Two stories in the story collection 12 Stories and Their Making, "Condolences to Every One of Us," by Allan Gurganus and "A Record as Long as Your Arm," by George Garrett, are written in the fashion of a letter, and yet read like fiction, evoking scene, character, physical and emotional movement, and dialogue told within the narrative.

This reminds me of how Gotham's Writing Fiction text says that real-life dialogue needs to be cut and focused on some important points in the story; likewise, a short story written in the letter style must be focused on some important point to the story, perhaps even the dramatic question.
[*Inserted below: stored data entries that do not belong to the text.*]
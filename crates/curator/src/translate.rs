//! Translation capability and the missing-translation fill-in pass.
//!
//! [`translate_missing`] finds every stored paper lacking a translated title or abstract
//! and translates it. Each row is an independent task touching only its own columns, so
//! the tasks run concurrently with no ordering between them.

use futures::future::join_all;

use crate::database::{PendingTranslation, UpdateTranslation};

use super::*;

/// Default target language of the fill-in pass.
pub const DEFAULT_TARGET: &str = "zh-CN";

/// Something that can translate text.
#[async_trait]
pub trait Translator: Send + Sync {
  /// Translates `text` into `target`.
  async fn translate(&self, text: &str, target: &str) -> Result<String>;
}

/// Outcome of one fill-in pass.
#[derive(Debug, Clone, Copy, Default, PartialEq, Eq)]
pub struct TranslationSummary {
  /// Rows that lacked a translation
  pub pending:    usize,
  /// Rows updated with at least one new translation
  pub translated: usize,
  /// Rows left untouched because translating or storing failed
  pub failed:     usize,
}

/// Translates every stored title and abstract that has no translation yet.
///
/// A failure on one row is logged and counted; it never stops the other rows. Only the
/// initial lookup of pending rows can fail the pass.
pub async fn translate_missing(
  db: &Database,
  translator: &dyn Translator,
  target: &str,
) -> Result<TranslationSummary> {
  let pending = db.pending_translations().await?;
  info!("Translating {} papers into {target}", pending.len());

  let tasks = pending.iter().map(|row| {
    let mut db = db.clone();
    async move {
      let result = translate_row(&mut db, translator, row, target).await;
      if let Err(e) = &result {
        warn!("Failed to translate {}: {e}", row.url);
      }
      result
    }
  });

  let mut summary = TranslationSummary { pending: pending.len(), ..Default::default() };
  for result in join_all(tasks).await {
    match result {
      Ok(true) => summary.translated += 1,
      Ok(false) => {},
      Err(_) => summary.failed += 1,
    }
  }
  info!("Translated {} of {} papers, {} failed", summary.translated, summary.pending, summary.failed);
  Ok(summary)
}

/// Translates the missing sides of one row and stores the result.
async fn translate_row(
  db: &mut Database,
  translator: &dyn Translator,
  row: &PendingTranslation,
  target: &str,
) -> Result<bool> {
  let title = match row.title.as_deref().map(str::trim) {
    None | Some("") => None,
    Some(title) => Some(translator.translate(title, target).await?),
  };
  let abstract_text = match row.abstract_text.as_deref().map(str::trim) {
    None | Some("") => None,
    Some(abstract_text) => Some(translator.translate(abstract_text, target).await?),
  };
  if title.is_none() && abstract_text.is_none() {
    return Ok(false);
  }
  UpdateTranslation::new(&row.url, title, abstract_text).execute(db).await
}
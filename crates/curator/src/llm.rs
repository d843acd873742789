//! Client for OpenAI-compatible chat-completion servers.
//!
//! The same wire format is spoken by hosted APIs and by local servers such as LM Studio,
//! so one [`ChatClient`] covers both enrichment providers and the translation pass. A
//! request is assembled with the [`ChatRequest`] builder and sent through the client:
//!
//! ```no_run
//! use curator::llm::{ChatClient, ChatRequest};
//!
//! # async fn example() -> Result<(), Box<dyn std::error::Error>> {
//! let client = ChatClient::new("https://api.deepseek.com")?.with_api_key("sk-...");
//! let request = ChatRequest::new()
//!   .with_model("deepseek-chat")
//!   .with_system("You are a helpful assistant.")
//!   .with_message("What is quantum computing?");
//!
//! let completion = client.send(&request).await?;
//! println!("{}", completion.content().unwrap_or_default());
//! # Ok(())
//! # }
//! ```

use std::time::Duration as StdDuration;

use serde_json::{json, Value};

use crate::{
  enrich::{
    structure_schema, LanguageModel, ModelOutput, ResponseFormat, FUNCTION_ARGS_PREFIX,
    FUNCTION_ARGS_SUFFIX, STRUCTURE_FUNCTION,
  },
  translate::Translator,
};

use super::*;

/// Timeout applied to every HTTP call unless configured otherwise.
pub const DEFAULT_TIMEOUT_SECS: u64 = 120;

/// Who authored a message.
#[derive(Debug, Clone, Copy, PartialEq, Eq, Serialize, Deserialize)]
#[serde(rename_all = "lowercase")]
pub enum Role {
  /// Instructions framing the conversation
  System,
  /// The caller's input
  User,
  /// The model's answer
  Assistant,
}

/// One message of a conversation.
#[derive(Debug, Clone, PartialEq, Eq, Serialize, Deserialize)]
pub struct Message {
  /// The role of the message sender
  pub role:    Role,
  /// The text of the message
  pub content: String,
}

impl Message {
  /// A system message.
  pub fn system(content: impl Into<String>) -> Self {
    Self { role: Role::System, content: content.into() }
  }

  /// A user message.
  pub fn user(content: impl Into<String>) -> Self {
    Self { role: Role::User, content: content.into() }
  }
}

/// Request builder for chat completions.
#[derive(Debug, Clone, Default, Serialize)]
pub struct ChatRequest {
  /// The model to run. Sending fails when unset.
  pub model: Option<String>,

  /// Conversation messages, in order. Sending fails when empty.
  pub messages: Vec<Message>,

  /// Function definitions offered to the model.
  #[serde(skip_serializing_if = "Option::is_none")]
  pub tools: Option<Vec<Value>>,

  /// Forces a specific function call.
  #[serde(skip_serializing_if = "Option::is_none")]
  pub tool_choice: Option<Value>,

  /// Sampling temperature.
  #[serde(skip_serializing_if = "Option::is_none")]
  pub temperature: Option<f64>,
}

impl ChatRequest {
  /// Creates an empty request.
  pub fn new() -> Self { Self::default() }

  /// Sets the model to run.
  pub fn with_model(mut self, model: impl Into<String>) -> Self {
    self.model.replace(model.into());
    self
  }

  /// Appends a system message.
  pub fn with_system(mut self, content: impl Into<String>) -> Self {
    self.messages.push(Message::system(content));
    self
  }

  /// Appends a user message.
  pub fn with_message(mut self, content: impl Into<String>) -> Self {
    self.messages.push(Message::user(content));
    self
  }

  /// Appends existing messages.
  pub fn with_messages(mut self, messages: &[Message]) -> Self {
    self.messages.extend_from_slice(messages);
    self
  }

  /// Sets the sampling temperature.
  pub fn with_temperature(mut self, temperature: f64) -> Self {
    self.temperature = Some(temperature);
    self
  }

  /// Offers one function with the given JSON schema and forces the model to call it.
  pub fn with_function(mut self, name: &str, description: &str, parameters: Value) -> Self {
    self.tools = Some(vec![json!({
      "type": "function",
      "function": { "name": name, "description": description, "parameters": parameters },
    })]);
    self.tool_choice = Some(json!({ "type": "function", "function": { "name": name } }));
    self
  }
}

/// A chat-completion response body.
#[derive(Debug, Clone, Deserialize)]
pub struct ChatCompletion {
  /// Generated alternatives, usually exactly one
  #[serde(default)]
  pub choices: Vec<Choice>,
}

/// One generated alternative.
#[derive(Debug, Clone, Deserialize)]
pub struct Choice {
  /// The assistant's message
  pub message: AssistantMessage,
}

/// The assistant's side of a completion.
#[derive(Debug, Clone, Deserialize)]
pub struct AssistantMessage {
  /// Text content, absent when the model only called a function
  #[serde(default)]
  pub content:    Option<String>,
  /// Function calls requested by the model
  #[serde(default)]
  pub tool_calls: Option<Vec<ToolCall>>,
}

/// A function call requested by the model.
#[derive(Debug, Clone, Deserialize)]
pub struct ToolCall {
  /// The called function
  pub function: FunctionCall,
}

/// Name and raw arguments of a function call.
#[derive(Debug, Clone, Deserialize)]
pub struct FunctionCall {
  /// Function name
  pub name:      String,
  /// Arguments as a JSON document in a string, not guaranteed to be valid
  pub arguments: String,
}

impl ChatCompletion {
  /// Text content of the first choice.
  pub fn content(&self) -> Option<&str> {
    self.choices.first().and_then(|choice| choice.message.content.as_deref())
  }

  /// Arguments of the first call to `name` in the first choice.
  pub fn function_arguments(&self, name: &str) -> Option<&str> {
    self.choices.first().and_then(|choice| {
      choice
        .message
        .tool_calls
        .iter()
        .flatten()
        .find(|call| call.function.name == name)
        .map(|call| call.function.arguments.as_str())
    })
  }
}

/// `GET /models` response body.
#[derive(Debug, Deserialize)]
struct ModelList {
  /// Served models
  #[serde(default)]
  data: Vec<ModelEntry>,
}

/// One served model.
#[derive(Debug, Deserialize)]
struct ModelEntry {
  /// Model identifier
  id: Option<String>,
}

/// HTTP client for one OpenAI-compatible server.
#[derive(Debug, Clone)]
pub struct ChatClient {
  /// Reused connection pool
  http:     reqwest::Client,
  /// Base URL without trailing slash, e.g. `http://127.0.0.1:1234/v1`
  base_url: String,
  /// Bearer token, if the server wants one
  api_key:  Option<String>,
  /// Model used for translation requests
  model:    Option<String>,
}

impl ChatClient {
  /// Creates a client for the server at `base_url` with the default timeout.
  pub fn new(base_url: &str) -> Result<Self> {
    Self::with_timeout(base_url, StdDuration::from_secs(DEFAULT_TIMEOUT_SECS))
  }

  /// Creates a client whose HTTP calls each time out after `timeout`.
  pub fn with_timeout(base_url: &str, timeout: StdDuration) -> Result<Self> {
    let base_url = base_url.trim().trim_end_matches('/').to_owned();
    Url::parse(&base_url)
      .map_err(|e| CuratorError::Config(format!("Invalid base URL {base_url}: {e}")))?;
    let http = reqwest::Client::builder().timeout(timeout).build()?;
    Ok(Self { http, base_url, api_key: None, model: None })
  }

  /// Sets the bearer token.
  pub fn with_api_key(mut self, api_key: impl Into<String>) -> Self {
    self.api_key = Some(api_key.into()).filter(|key| !key.is_empty());
    self
  }

  /// Sets the model used by [`Translator::translate`].
  pub fn with_model(mut self, model: impl Into<String>) -> Self {
    self.model = Some(model.into());
    self
  }

  /// The base URL requests are sent to.
  pub fn base_url(&self) -> &str { &self.base_url }

  /// Where the model list lives: `{base}/models` for `/v1` bases, else `{base}/v1/models`.
  pub fn models_url(&self) -> String {
    if self.base_url.ends_with("/v1") {
      format!("{}/models", self.base_url)
    } else {
      format!("{}/v1/models", self.base_url)
    }
  }

  /// Attaches the bearer token, if any.
  fn authorize(&self, request: reqwest::RequestBuilder) -> reqwest::RequestBuilder {
    match &self.api_key {
      Some(key) => request.bearer_auth(key),
      None => request,
    }
  }

  /// Sends a chat request.
  ///
  /// # Errors
  ///
  /// - [`CuratorError::LLMMissingModel`] / [`CuratorError::LLMMissingMessage`] for an
  ///   incomplete request
  /// - [`CuratorError::ApiError`] with the response body for a non-success status
  /// - [`CuratorError::Network`] when the call itself fails or times out
  pub async fn send(&self, request: &ChatRequest) -> Result<ChatCompletion> {
    if request.model.is_none() {
      return Err(CuratorError::LLMMissingModel);
    }
    if request.messages.is_empty() {
      return Err(CuratorError::LLMMissingMessage);
    }

    let url = format!("{}/chat/completions", self.base_url);
    trace!("POST {url}");
    let response = self.authorize(self.http.post(&url)).json(request).send().await?;
    let status = response.status();
    let body = response.text().await?;
    if !status.is_success() {
      return Err(CuratorError::ApiError(format!("{status}: {body}")));
    }
    serde_json::from_str(&body).map_err(|e| CuratorError::MalformedOutput {
      message: format!("Unreadable completion: {e}"),
      raw:     body,
    })
  }
}

#[async_trait]
impl LanguageModel for ChatClient {
  async fn invoke(
    &self,
    model: &str,
    messages: &[Message],
    format: ResponseFormat,
  ) -> Result<ModelOutput> {
    let request = ChatRequest::new().with_model(model).with_messages(messages);
    match format {
      ResponseFormat::Text => {
        let completion = self.send(&request).await?;
        completion.content().map(|text| ModelOutput::Text(text.to_owned())).ok_or_else(|| {
          CuratorError::MalformedOutput { message: "Completion has no content".into(), raw: String::new() }
        })
      },
      ResponseFormat::Structured => {
        let request = request.with_function(
          STRUCTURE_FUNCTION,
          "Structured summary of a paper",
          structure_schema(),
        );
        let completion = self.send(&request).await?;
        if let Some(arguments) = completion.function_arguments(STRUCTURE_FUNCTION) {
          return structured_output(arguments);
        }
        completion.content().map(|text| ModelOutput::Text(text.to_owned())).ok_or_else(|| {
          CuratorError::MalformedOutput {
            message: format!("Completion called no {STRUCTURE_FUNCTION} function"),
            raw:     String::new(),
          }
        })
      },
    }
  }

  async fn list_models(&self) -> Result<Vec<String>> {
    let url = self.models_url();
    let response = self.authorize(self.http.get(&url)).send().await?.error_for_status()?;
    let models: ModelList = response.json().await?;
    Ok(models.data.into_iter().filter_map(|entry| entry.id).filter(|id| !id.is_empty()).collect())
  }
}

#[async_trait]
impl Translator for ChatClient {
  async fn translate(&self, text: &str, target: &str) -> Result<String> {
    let model = self.model.clone().ok_or(CuratorError::LLMMissingModel)?;
    let request = ChatRequest::new()
      .with_model(model)
      .with_temperature(0.0)
      .with_system(format!(
        "Translate the user's text into {target}. Reply with the translation only, keeping \
         formulas, names and acronyms unchanged."
      ))
      .with_message(text);
    let completion = self.send(&request).await?;
    completion.content().map(|text| text.trim().to_owned()).ok_or_else(|| {
      CuratorError::MalformedOutput { message: "Translation has no content".into(), raw: String::new() }
    })
  }
}

/// Interprets the arguments of a [`STRUCTURE_FUNCTION`] call.
///
/// A complete object becomes [`ModelOutput::Structured`], ignoring extra keys. An object
/// missing fields is handed on as text so it is merged over the defaults. Arguments that
/// are not a JSON object are a [`CuratorError::MalformedOutput`] carrying the salvage
/// payload.
fn structured_output(arguments: &str) -> Result<ModelOutput> {
  match serde_json::from_str::<Value>(arguments) {
    Ok(Value::Object(object)) if AiContent::is_complete(&object) => {
      Ok(ModelOutput::Structured(AiContent::from_partial(&object)))
    },
    Ok(Value::Object(_)) => Ok(ModelOutput::Text(arguments.to_owned())),
    Ok(other) => Err(CuratorError::MalformedOutput {
      message: format!("Function arguments are not an object: {other}"),
      raw:     format!("{FUNCTION_ARGS_PREFIX} {arguments} {FUNCTION_ARGS_SUFFIX}"),
    }),
    Err(e) => Err(CuratorError::MalformedOutput {
      message: e.to_string(),
      raw:     format!("{FUNCTION_ARGS_PREFIX} {arguments} {FUNCTION_ARGS_SUFFIX}"),
    }),
  }
}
The fact that the narrator is meant to be talking to one person throughout the story probably helps create this focus. The listener can be named, as in "Condolences," or can be implied, as in the novel Catcher in the Rye, in which Holden Caulfield is talking to a psychiatrist, but the reader doesn't know this during the novel. The POV is first person, but the second person feels of the reader becoming the "you" is much like the second person.

The Exercise

Write a letter, perhaps from one of the characters in the story you're working on that is written to one listener, whether that listener is implied or named, and whether they are a character in the story or not. Make the letter focus on some important element in your story that needs to be explained—both in this letter and in the bigger story. (You may or may not decide to use the letter or ideas from it in your story revision.

*So Long a Letter is the name of a short and powerful novel by Senegalese writer Mariama Ba.